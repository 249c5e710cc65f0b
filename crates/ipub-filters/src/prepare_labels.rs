//! Label numbering
//!
//! Reads `{#label ...}` blocks written after math and at the end of table
//! captions, wraps the element in a `labelled-*` container and numbers it.
//! Images carry their label in their own attributes and are only numbered.
//!
//! Elements are numbered per type in document order, so this pass does its
//! own traversal instead of using the bottom-up walkers.

use ipub_ast::{Attr, Block, Inline, Pandoc};

use crate::attributes::{AttributeBlock, scan_left, scan_right};
use crate::context::FilterContext;
use crate::definitions::{LABELLED_MATH_CLASS, LABELLED_TABLE_CLASS, RefType};
use crate::error::Result;
use crate::pipeline::{Pass, Stage};

/// Label numbering pass
#[derive(Debug, Clone, Copy, Default)]
pub struct PrepareLabels;

impl Pass for PrepareLabels {
    fn name(&self) -> &str {
        "prepare-labels"
    }

    fn stage(&self) -> Stage {
        Stage::PrepareLabels
    }

    fn run(&self, doc: &mut Pandoc, ctx: &mut FilterContext) -> Result<()> {
        label_blocks(&mut doc.blocks, ctx);
        tracing::debug!(
            math = ctx.count(RefType::Math),
            images = ctx.count(RefType::Image),
            tables = ctx.count(RefType::Table),
            "Labelled elements"
        );
        Ok(())
    }
}

fn labelled_attr(ref_type: RefType, block: AttributeBlock) -> Attr {
    let mut classes = vec![ref_type.labelled_class().to_string()];
    classes.extend(block.classes);
    Attr::new(block.id, classes, block.attributes)
}

fn label_blocks(blocks: &mut [Block], ctx: &mut FilterContext) {
    for block in blocks.iter_mut() {
        let mut wrapped = false;
        if let Block::Table(table) = block
            && let Some(attrs) = scan_left(&table.caption, true)
        {
            table.caption.truncate(attrs.consumed.start);
            ctx.register(&attrs.id, RefType::Table);
            let table = std::mem::replace(block, Block::Null);
            *block = Block::Div(labelled_attr(RefType::Table, attrs), vec![table]);
            wrapped = true;
        }
        match block {
            Block::Plain(content) | Block::Para(content) | Block::Header(_, _, content) => {
                label_inlines(content, ctx)
            }
            Block::LineBlock(lines) => {
                for line in lines {
                    label_inlines(line, ctx);
                }
            }
            Block::Div(attr, children) => {
                if !wrapped && attr.has_class(LABELLED_TABLE_CLASS) && !attr.identifier.is_empty() {
                    ctx.register(&attr.identifier, RefType::Table);
                }
                label_blocks(children, ctx);
            }
            Block::BlockQuote(children) => label_blocks(children, ctx),
            Block::OrderedList(_, items) | Block::BulletList(items) => {
                for item in items {
                    label_blocks(item, ctx);
                }
            }
            Block::DefinitionList(items) => {
                for (term, defs) in items {
                    label_inlines(term, ctx);
                    for def in defs {
                        label_blocks(def, ctx);
                    }
                }
            }
            Block::Table(table) => {
                label_inlines(&mut table.caption, ctx);
                for cell in table.head.iter_mut().chain(table.rows.iter_mut().flatten()) {
                    label_blocks(cell, ctx);
                }
            }
            Block::CodeBlock(..) | Block::RawBlock(..) | Block::HorizontalRule | Block::Null => {}
        }
    }
}

fn label_inlines(list: &mut Vec<Inline>, ctx: &mut FilterContext) {
    let mut i = 0;
    while i < list.len() {
        if matches!(list[i], Inline::Math(..))
            && let Some(mut attrs) = scan_right(list, i + 1, true)
        {
            list.drain(attrs.consumed.clone());
            if let Some(rest) = attrs.remainder.take() {
                list.insert(attrs.consumed.start, Inline::Str(rest));
            }
            ctx.register(&attrs.id, RefType::Math);
            let math = std::mem::replace(&mut list[i], Inline::Space);
            list[i] = Inline::Span(labelled_attr(RefType::Math, attrs), vec![math]);
            i += 1;
            continue;
        }
        match &mut list[i] {
            Inline::Image(attr, caption, _) => {
                if !attr.identifier.is_empty() {
                    ctx.register(&attr.identifier, RefType::Image);
                }
                label_inlines(caption, ctx);
            }
            Inline::Span(attr, _) if attr.has_class(LABELLED_MATH_CLASS) => {
                if !attr.identifier.is_empty() {
                    ctx.register(&attr.identifier, RefType::Math);
                }
            }
            Inline::Emph(c)
            | Inline::Strong(c)
            | Inline::Strikeout(c)
            | Inline::Superscript(c)
            | Inline::Subscript(c)
            | Inline::SmallCaps(c)
            | Inline::Quoted(_, c)
            | Inline::Cite(_, c)
            | Inline::Link(_, c, _)
            | Inline::Span(_, c) => label_inlines(c, ctx),
            Inline::Note(blocks) => label_blocks(blocks, ctx),
            _ => {}
        }
        i += 1;
    }
}
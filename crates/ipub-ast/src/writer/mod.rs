//! Document writers
//!
//! Turns a (filtered) document into LaTeX, reStructuredText or HTML. The
//! writers only know pandoc's node types; everything format specific that
//! the filters produce arrives here as raw content.

mod html;
mod latex;
mod rst;

use std::fmt;
use std::str::FromStr;

use serde::{Deserialize, Serialize};

use crate::ast::{Block, Inline, Pandoc};

pub use html::{HtmlWriter, escape_html};
pub use latex::LatexWriter;
pub use rst::RstWriter;

/// Target output format
#[derive(Debug, Clone, Copy, PartialEq, Eq, Hash, Serialize, Deserialize)]
#[serde(rename_all = "lowercase")]
pub enum OutputFormat {
    Latex,
    Rst,
    Html,
}

impl OutputFormat {
    pub fn as_str(&self) -> &'static str {
        match self {
            OutputFormat::Latex => "latex",
            OutputFormat::Rst => "rst",
            OutputFormat::Html => "html",
        }
    }

    /// Conventional file extension for documents in this format
    pub fn extension(&self) -> &'static str {
        match self {
            OutputFormat::Latex => "tex",
            OutputFormat::Rst => "rst",
            OutputFormat::Html => "html",
        }
    }
}

impl fmt::Display for OutputFormat {
    fn fmt(&self, f: &mut fmt::Formatter<'_>) -> fmt::Result {
        f.write_str(self.as_str())
    }
}

/// Error for an unrecognized format name
#[derive(Debug, Clone, PartialEq, Eq, thiserror::Error)]
#[error("Unknown output format: {0}")]
pub struct UnknownFormat(pub String);

impl FromStr for OutputFormat {
    type Err = UnknownFormat;

    fn from_str(s: &str) -> Result<Self, Self::Err> {
        match s.to_ascii_lowercase().as_str() {
            "latex" | "tex" | "beamer" => Ok(OutputFormat::Latex),
            "rst" => Ok(OutputFormat::Rst),
            "html" | "html4" | "html5" => Ok(OutputFormat::Html),
            _ => Err(UnknownFormat(s.to_string())),
        }
    }
}

/// Render a whole document
pub fn render(doc: &Pandoc, format: OutputFormat) -> String {
    render_blocks(&doc.blocks, format)
}

/// Render a list of blocks; non-empty output always ends in a newline
pub fn render_blocks(blocks: &[Block], format: OutputFormat) -> String {
    let mut out = match format {
        OutputFormat::Latex => LatexWriter::new().write_document(blocks),
        OutputFormat::Rst => RstWriter::new().write_document(blocks),
        OutputFormat::Html => HtmlWriter::new().write_document(blocks),
    };
    if !out.is_empty() && !out.ends_with('\n') {
        out.push('\n');
    }
    out
}

/// Render inline content without any block wrapping
pub fn render_inlines(inlines: &[Inline], format: OutputFormat) -> String {
    match format {
        OutputFormat::Latex => LatexWriter::new().inlines(inlines),
        OutputFormat::Rst => RstWriter::new().inlines(inlines),
        OutputFormat::Html => HtmlWriter::new().inlines(inlines),
    }
}

/// Indent every non-empty line by `width` spaces
pub(crate) fn indent(text: &str, width: usize) -> String {
    let pad = " ".repeat(width);
    text.lines()
        .map(|line| {
            if line.is_empty() {
                String::new()
            } else {
                format!("{pad}{line}")
            }
        })
        .collect::<Vec<_>>()
        .join("\n")
}

/// Join rendered blocks with blank lines, skipping blocks that render empty
pub(crate) fn join_blocks(parts: impl IntoIterator<Item = String>) -> String {
    parts
        .into_iter()
        .filter(|p| !p.is_empty())
        .collect::<Vec<_>>()
        .join("\n\n")
}

/// Whether a paragraph is a single captioned image (an implicit figure)
pub(crate) fn sole_image(inlines: &[Inline]) -> Option<&Inline> {
    match inlines {
        [image @ Inline::Image(_, caption, _)] if !caption.is_empty() => Some(image),
        _ => None,
    }
}

#[cfg(test)]
mod tests {
    use super::*;

    #[test]
    fn test_format_from_str() {
        assert_eq!("tex".parse::<OutputFormat>(), Ok(OutputFormat::Latex));
        assert_eq!("HTML5".parse::<OutputFormat>(), Ok(OutputFormat::Html));
        assert_eq!("rst".parse::<OutputFormat>(), Ok(OutputFormat::Rst));
        assert!("docx".parse::<OutputFormat>().is_err());
    }

    #[test]
    fn test_indent_skips_blank_lines() {
        assert_eq!(indent("a\n\nb", 3), "   a\n\n   b");
    }
}
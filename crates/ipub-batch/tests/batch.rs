use std::fs;

use ipub_ast::OutputFormat;
use ipub_batch::{BatchOptions, convert_directory};
use tempfile::tempdir;

const BAD_TABLE: &str = "a b\n- -\nx y\n\nTable: Caption {#tbl:a align=q}\n";

#[test]
fn test_each_document_gets_its_own_numbering() {
    let input = tempdir().unwrap();
    let output = tempdir().unwrap();
    fs::write(
        input.path().join("one.md"),
        "$$a$$ {#eq:a}\n\nSee =@eq:a.\n",
    )
    .unwrap();
    fs::write(
        input.path().join("two.md"),
        "$$b$$ {#eq:b}\n\nSee +@eq:b.\n",
    )
    .unwrap();

    let options = BatchOptions {
        output_dir: output.path().to_path_buf(),
        format: OutputFormat::Html,
        parallel_jobs: Some(2),
        ..Default::default()
    };
    let result = convert_directory(input.path(), &options).unwrap();
    assert!(result.is_success(), "{:?}", result.failed);
    assert_eq!(result.converted.len(), 2);

    let one = fs::read_to_string(output.path().join("one.html")).unwrap();
    let two = fs::read_to_string(output.path().join("two.html")).unwrap();
    assert!(one.contains(r##"<a href="#eq:a">1</a>"##), "{one}");
    assert!(two.contains(r##"<a href="#eq:b">1</a>"##), "{two}");
}

#[test]
fn test_failure_does_not_stop_other_documents() {
    let input = tempdir().unwrap();
    let output = tempdir().unwrap();
    fs::write(input.path().join("bad.md"), BAD_TABLE).unwrap();
    fs::write(input.path().join("good.md"), "see +@fig:a\n").unwrap();

    let options = BatchOptions {
        output_dir: output.path().to_path_buf(),
        format: OutputFormat::Latex,
        ..Default::default()
    };
    let result = convert_directory(input.path(), &options).unwrap();

    assert_eq!(result.converted, vec![output.path().join("good.tex")]);
    assert_eq!(result.failed.len(), 1);
    assert!(result.failed[0].0.ends_with("bad.md"));
    assert!(result.failed[0].1.contains("tbl:a"), "{}", result.failed[0].1);
    assert_eq!(
        fs::read_to_string(output.path().join("good.tex")).unwrap(),
        "see \\cref{fig:a}\n"
    );
    assert!(!output.path().join("bad.tex").exists());
}

#[test]
fn test_recursive_mirrors_directories() {
    let input = tempdir().unwrap();
    let output = tempdir().unwrap();
    fs::create_dir(input.path().join("part")).unwrap();
    fs::write(input.path().join("part").join("ch.md"), "text\n").unwrap();

    let options = BatchOptions {
        output_dir: output.path().to_path_buf(),
        format: OutputFormat::Rst,
        recursive: true,
        json: true,
        ..Default::default()
    };
    let result = convert_directory(input.path(), &options).unwrap();
    let expected = output.path().join("part").join("ch.json");
    assert_eq!(result.converted, vec![expected.clone()]);
    let json = fs::read_to_string(expected).unwrap();
    assert!(json.contains("\"pandoc-api-version\""));
}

§

* [EXERCISE GOAL] Only one stretch of the data above is needed. Restate it word for word, from the line containing "Some(attrs) = scan_left(&table.caption, true)" through the line containing "label_inlines(line, ctx);", both ends included.

* [ANSWER BOX]
            && let Some(attrs) = scan_left(&table.caption, true)
        {
            table.caption.truncate(attrs.consumed.start);
            ctx.register(&attrs.id, RefType::Table);
            let table = std::mem::replace(block, Block::Null);
            *block = Block::Div(labelled_attr(RefType::Table, attrs), vec![table]);
            wrapped = true;
        }
        match block {
            Block::Plain(content) | Block::Para(content) | Block::Header(_, _, content) => {
                label_inlines(content, ctx)
            }
            Block::LineBlock(lines) => {
                for line in lines {
                    label_inlines(line, ctx);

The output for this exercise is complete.